Collected data
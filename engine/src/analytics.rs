//! Campaign statistics rollup.

use serde::{Deserialize, Serialize};

use crate::schedule::types::{ScheduleStatus, SendSchedule, StepStatus};

/// Aggregated campaign statistics
#[derive(Debug, Clone, Default, Serialize, Deserialize)]
pub struct CampaignStats {
    pub campaign_id: String,
    pub schedules: usize,
    pub active_schedules: usize,
    pub completed_schedules: usize,
    pub messages_sent: u64,
    pub delivered: u64,
    pub opened: u64,
    pub clicked: u64,
    pub replied: u64,
    pub unsubscribed: u64,
    /// Meetings booked, recorded explicitly via the scheduler
    pub meetings: u64,
    /// opened / messages_sent, 0 when nothing was sent
    pub open_rate: f64,
    /// replied / messages_sent, 0 when nothing was sent
    pub reply_rate: f64,
}

impl CampaignStats {
    /// Roll up stats from a campaign's schedules plus the meetings counter.
    pub fn from_schedules(campaign_id: &str, schedules: &[&SendSchedule], meetings: u64) -> Self {
        let mut stats = CampaignStats {
            campaign_id: campaign_id.to_string(),
            schedules: schedules.len(),
            meetings,
            ..Default::default()
        };

        for schedule in schedules {
            match schedule.status {
                ScheduleStatus::Active => stats.active_schedules += 1,
                ScheduleStatus::Completed => stats.completed_schedules += 1,
                _ => {}
            }
            for step in &schedule.steps {
                if step.status == StepStatus::Sent {
                    stats.messages_sent += 1;
                }
                let r = &step.response;
                stats.delivered += r.delivered_at.is_some() as u64;
                stats.opened += r.opened_at.is_some() as u64;
                stats.clicked += r.clicked_at.is_some() as u64;
                stats.replied += r.replied_at.is_some() as u64;
                stats.unsubscribed += r.unsubscribed_at.is_some() as u64;
            }
        }

        if stats.messages_sent > 0 {
            stats.open_rate = stats.opened as f64 / stats.messages_sent as f64;
            stats.reply_rate = stats.replied as f64 / stats.messages_sent as f64;
        }
        stats
    }
}
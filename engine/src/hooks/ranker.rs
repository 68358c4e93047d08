//! Hook Ranker — scores and classifies evidence into outreach hooks.
//!
//! Pure, synchronous scoring over evidence fetched from the store. All
//! decisions are deterministic; thresholds and weights live in
//! [`RankerConfig`] with the production defaults.

use std::collections::HashMap;
use std::sync::Arc;

use chrono::{DateTime, Utc};
use serde::{Deserialize, Serialize};
use tracing::{debug, warn};
use uuid::Uuid;

use crate::error::{EngineError, EngineResult};
use crate::evidence::{Evidence, EvidenceClassification, EvidenceStore, Sentiment};
use crate::hooks::types::{Hook, HookStatus, HookType};

/// Domain-indicative terms counted by the specificity heuristic: product,
/// market, and metric words that signal a concrete, non-generic headline.
const SPECIFICITY_TERMS: [&str; 18] = [
    "platform",
    "app",
    "product",
    "customers",
    "users",
    "revenue",
    "growth",
    "market",
    "sales",
    "rating",
    "stars",
    "employees",
    "stores",
    "clients",
    "oslo",
    "bergen",
    "stockholm",
    "copenhagen",
];

/// Positive/indicator keywords used by the fallback quote extractor.
const INDICATOR_KEYWORDS: [&str; 10] = [
    "best", "award", "growth", "launch", "record", "milestone", "5-star", "partner", "top",
    "expand",
];

/// Component weights for the composite hook score
#[derive(Debug, Clone, Copy, Serialize, Deserialize)]
pub struct ScoreWeights {
    pub recency: f64,
    pub relevance: f64,
    pub authority: f64,
    pub specificity: f64,
    pub sentiment: f64,
}

impl Default for ScoreWeights {
    fn default() -> Self {
        Self {
            recency: 0.35,
            relevance: 0.25,
            authority: 0.20,
            specificity: 0.10,
            sentiment: 0.10,
        }
    }
}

(Exercise aim):
Wherever the string "types" occurs in the entries, copy that whole line.

(Result):
use crate::schedule::types::{ScheduleStatus, SendSchedule, StepStatus};
use crate::hooks::types::{Hook, HookStatus, HookType};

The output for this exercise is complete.